We have had to re-evaluate many things, big and small, from how we connect with loved ones to how we approach door handles. Many of us have had to redefine what our homes mean to us as they stretch to accommodate activities we could previously undertake in schools, offices, gyms and cafés.

Some of us have even had to redefine our households. My India-based mother, for one. In the hours before lockdown, as people took stock of their larders and medicine cabinets, she persuaded a widowed niece and her own veteran masseuse to move into her New Delhi home where the terraces offer an intermittent breeze and an uninterrupted view of an elaborate 16th-century mausoleum.
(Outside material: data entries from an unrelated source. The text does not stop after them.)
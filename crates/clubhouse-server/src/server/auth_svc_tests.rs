use std::sync::Arc;

use tonic::{Code, Request, Status};

use clubhouse_proto::v1::auth_service_server::AuthService;
use clubhouse_proto::v1::{
    LoginRequest, LoginResponse, RefreshTokenRequest, RefreshTokenResponse, RegisterRequest,
    RegisterResponse, RevokeTokenRequest,
};

use super::auth_svc::AuthServiceImpl;
use crate::auth::JwtManager;
use crate::storage::ClubhouseDatabase;

const PASSWORD: &str = "correct horse";

struct Fixture {
    svc: AuthServiceImpl,
    db: ClubhouseDatabase,
    jwt: Arc<JwtManager>,
}

impl Fixture {
    async fn new() -> Self {
        let db = ClubhouseDatabase::open_in_memory().await.unwrap();
        let jwt = Arc::new(JwtManager::new(b"auth-svc-secret", 600, 7200));
        let svc = AuthServiceImpl::new(db.clone(), Arc::clone(&jwt));
        Self { svc, db, jwt }
    }

    async fn register(&self, username: &str, password: &str) -> Result<RegisterResponse, Status> {
        self.svc
            .register(Request::new(RegisterRequest {
                username: username.into(),
                password: password.into(),
                email: format!("{}@club.test", username.trim()),
            }))
            .await
            .map(tonic::Response::into_inner)
    }

    async fn login(&self, username: &str, password: &str) -> Result<LoginResponse, Status> {
        self.svc
            .login(Request::new(LoginRequest {
                username: username.into(),
                password: password.into(),
            }))
            .await
            .map(tonic::Response::into_inner)
    }

    async fn refresh(&self, token: &str) -> Result<RefreshTokenResponse, Status> {
        self.svc
            .refresh_token(Request::new(RefreshTokenRequest {
                refresh_token: token.into(),
            }))
            .await
            .map(tonic::Response::into_inner)
    }

    async fn revoke(&self, token: &str) -> bool {
        self.svc
            .revoke_token(Request::new(RevokeTokenRequest {
                refresh_token: token.into(),
            }))
            .await
            .unwrap()
            .into_inner()
            .revoked
    }
}

#[tokio::test]
async fn registered_member_can_sign_in() {
    let fx = Fixture::new().await;
    let reg = fx.register("marta", PASSWORD).await.unwrap();

    assert_eq!(reg.expires_in_secs, 600);
    let claims = fx.jwt.validate(&reg.access_token).unwrap();
    assert!(claims.is_access());
    assert_eq!(claims.sub, reg.user_id);
    assert!(!claims.admin);

    let login = fx.login("marta", PASSWORD).await.unwrap();
    assert_eq!(login.user_id, reg.user_id);
    assert!(fx.jwt.validate(&login.refresh_token).unwrap().is_refresh());
}

#[tokio::test]
async fn registration_rejects_short_fields() {
    let fx = Fixture::new().await;

    for (username, password) in [(" ab ", PASSWORD), ("marta", "seven77")] {
        let err = fx.register(username, password).await.unwrap_err();
        assert_eq!(err.code(), Code::InvalidArgument, "{username:?}/{password:?}");
    }
    assert!(fx.db.get_user_by_username("marta").await.unwrap_err().is_not_found());
}

#[tokio::test]
async fn username_is_taken_once() {
    let fx = Fixture::new().await;
    fx.register("marta", PASSWORD).await.unwrap();

    let err = fx.register("  marta ", "another password").await.unwrap_err();
    assert_eq!(err.code(), Code::AlreadyExists);
}

#[tokio::test]
async fn bad_credentials_look_the_same() {
    let fx = Fixture::new().await;
    fx.register("marta", PASSWORD).await.unwrap();

    let wrong_password = fx.login("marta", "incorrect horse").await.unwrap_err();
    let unknown_user = fx.login("nobody", PASSWORD).await.unwrap_err();

    assert_eq!(wrong_password.code(), Code::Unauthenticated);
    assert_eq!(unknown_user.code(), Code::Unauthenticated);
    assert_eq!(wrong_password.message(), unknown_user.message());
}

#[tokio::test]
async fn promoted_member_gets_admin_claim_on_login() {
    let fx = Fixture::new().await;
    fx.register("marta", PASSWORD).await.unwrap();
    fx.db.set_admin("marta", true).await.unwrap();

    let login = fx.login("marta", PASSWORD).await.unwrap();
    assert!(fx.jwt.validate(&login.access_token).unwrap().admin);
}

#[tokio::test]
async fn refresh_spends_the_presented_token() {
    let fx = Fixture::new().await;
    let reg = fx.register("marta", PASSWORD).await.unwrap();

    let rotated = fx.refresh(&reg.refresh_token).await.unwrap();
    assert_ne!(rotated.refresh_token, reg.refresh_token);
    assert_eq!(rotated.expires_in_secs, 600);

    let replay = fx.refresh(&reg.refresh_token).await.unwrap_err();
    assert_eq!(replay.code(), Code::Unauthenticated);

    // The rotated token is still good.
    fx.refresh(&rotated.refresh_token).await.unwrap();
}

#[tokio::test]
async fn refresh_reflects_current_admin_flag() {
    let fx = Fixture::new().await;
    let reg = fx.register("marta", PASSWORD).await.unwrap();
    fx.db.set_admin("marta", true).await.unwrap();

    let rotated = fx.refresh(&reg.refresh_token).await.unwrap();
    assert!(fx.jwt.validate(&rotated.access_token).unwrap().admin);
}

#[tokio::test]
async fn refresh_refuses_access_tokens_and_garbage() {
    let fx = Fixture::new().await;
    let reg = fx.register("marta", PASSWORD).await.unwrap();

    let access = fx.refresh(&reg.access_token).await.unwrap_err();
    assert_eq!(access.code(), Code::InvalidArgument);

    let garbage = fx.refresh("not-a-jwt").await.unwrap_err();
    assert_eq!(garbage.code(), Code::Unauthenticated);
}

#[tokio::test]
async fn revocation_is_reported_once() {
    let fx = Fixture::new().await;
    let reg = fx.register("marta", PASSWORD).await.unwrap();

    assert!(fx.revoke(&reg.refresh_token).await);
    assert!(!fx.revoke(&reg.refresh_token).await);
    assert!(!fx.revoke("never-issued").await);

    let err = fx.refresh(&reg.refresh_token).await.unwrap_err();
    assert_eq!(err.code(), Code::Unauthenticated);
}

#[tokio::test]
async fn storage_failures_are_not_leaked() {
    let fx = Fixture::new().await;
    sqlx::query("DROP TABLE tokens")
        .execute(fx.db.pool())
        .await
        .unwrap();

    let err = fx.register("marta", PASSWORD).await.unwrap_err();
    assert_eq!(err.code(), Code::Internal);
    assert_eq!(err.message(), "Internal error");
}
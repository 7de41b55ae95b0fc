//! Premium subscription workflow.
//!
//! Every operation takes the caller's [`Identity`](crate::auth::Identity)
//! explicitly; nothing here reads ambient session state.

mod error;
mod service;
mod validate;


pub use error::PremiumError;
pub use service::{LatestRequest, PremiumWorkflow, Profile};
pub use validate::{BankDetails, ProofUpload};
Living in the middle of London with two young children, I needed to be more pragmatic. I gave up one spare room to bring our nanny into our South Kensington home and prepared the other for a friend who needed to move to be isolated from her husband, a surgeon. Several other married friends subsequently pointed out they too would like to be isolated from their husbands. But by then my household was full.

Conscious of my responsibility towards the additional souls on board, I took stock of what resources I could call on. Trebling our usual order from the Freddie’s Flowers delivery service was the obvious place to start. It escapes me now why this particular luxury had struck me as essential at the time. Regardless, I take comfort in knowing that over the past few months, staff, house guests and my children’s online teachers may have seen or heard some bizarre things, but it has always been against the backdrop of a tidy room with fresh flowers.
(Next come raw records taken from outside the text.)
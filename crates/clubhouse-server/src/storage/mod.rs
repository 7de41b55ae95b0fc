//! `SQLite` storage for the Clubhouse server.
//!
//! Provides persistence for users (with their premium profile), refresh
//! tokens, and premium requests.

mod db;
mod models;
mod queries;
mod queries_premium;


pub use db::{ClubhouseDatabase, DatabaseError};
pub use models::*;
pub use queries_premium::{Approval, NewPremiumRequest, ReviewError};
//! Bearer-token authentication at the gRPC boundary.

use std::sync::Arc;

use tonic::metadata::MetadataMap;
use tonic::{Request, Status};

use crate::auth::{Claims, Identity, JwtManager};

const BEARER: &str = "bearer ";

/// Interceptor for the member and admin services.
///
/// Accepts only access tokens. The decoded claims ride along in the request
/// extensions until the handler calls [`extract_identity`].
pub fn jwt_interceptor(
    jwt: Arc<JwtManager>,
) -> impl Fn(Request<()>) -> Result<Request<()>, Status> + Clone {
    move |mut req: Request<()>| {
        let claims = authenticate(&jwt, req.metadata())?;
        req.extensions_mut().insert(claims);
        Ok(req)
    }
}

#[allow(clippy::result_large_err)]
fn authenticate(jwt: &JwtManager, metadata: &MetadataMap) -> Result<Claims, Status> {
    let token = bearer_token(metadata)
        .ok_or_else(|| Status::unauthenticated("Missing bearer token"))?;

    match jwt.validate(token) {
        Ok(claims) if claims.is_access() => Ok(claims),
        Ok(_) => Err(Status::unauthenticated("Not an access token")),
        Err(_) => Err(Status::unauthenticated("Invalid token")),
    }
}

/// The token from an `authorization: Bearer <token>` header. The scheme is
/// matched case-insensitively.
fn bearer_token(metadata: &MetadataMap) -> Option<&str> {
    let value = metadata.get("authorization")?.to_str().ok()?;
    let (scheme, token) = value.split_at_checked(BEARER.len())?;
    let token = token.trim();
    (scheme.eq_ignore_ascii_case(BEARER) && !token.is_empty()).then_some(token)
}

/// The caller of a request that went through [`jwt_interceptor`].
#[allow(clippy::result_large_err)]
pub fn extract_identity<T>(req: &Request<T>) -> Result<Identity, Status> {
    let claims = req
        .extensions()
        .get::<Claims>()
        .ok_or_else(|| Status::unauthenticated("Authentication required"))?;
    Ok(Identity::from(claims))
}
//! Clubhouse Core Library
//!
//! Shared functionality for Clubhouse components:
//! - Premium subscription lifecycle rules (status, expiry extension)
//! - Configuration resolution and hierarchy
//! - `SQLite` pool helpers
//! - Common error types

pub mod config;
pub mod db;
pub mod error;
pub mod premium;
pub mod tracing_init;

pub use config::Config;
pub use error::{Error, Result};
pub use premium::{RequestState, RequestStatus};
I gave up one spare room for our nanny and prepared the other for a friend who needed to be isolated from her husband, a surgeon

As Ocado’s grocery deliveries were whittled down to one a week and the food halls at Harrods, which had served customers throughout the second world war, shuttered early in the current crisis, we had to find our sustenance elsewhere. Fortuitously, the Chelsea gym that was my regular haunt BC (before Covid) was loath to leave its members vulnerable to the dangers of what has since been identified as “coronacarbs”. We can have little extras such as protein shakes, artisanal coffees and snacks delivered to our doorsteps.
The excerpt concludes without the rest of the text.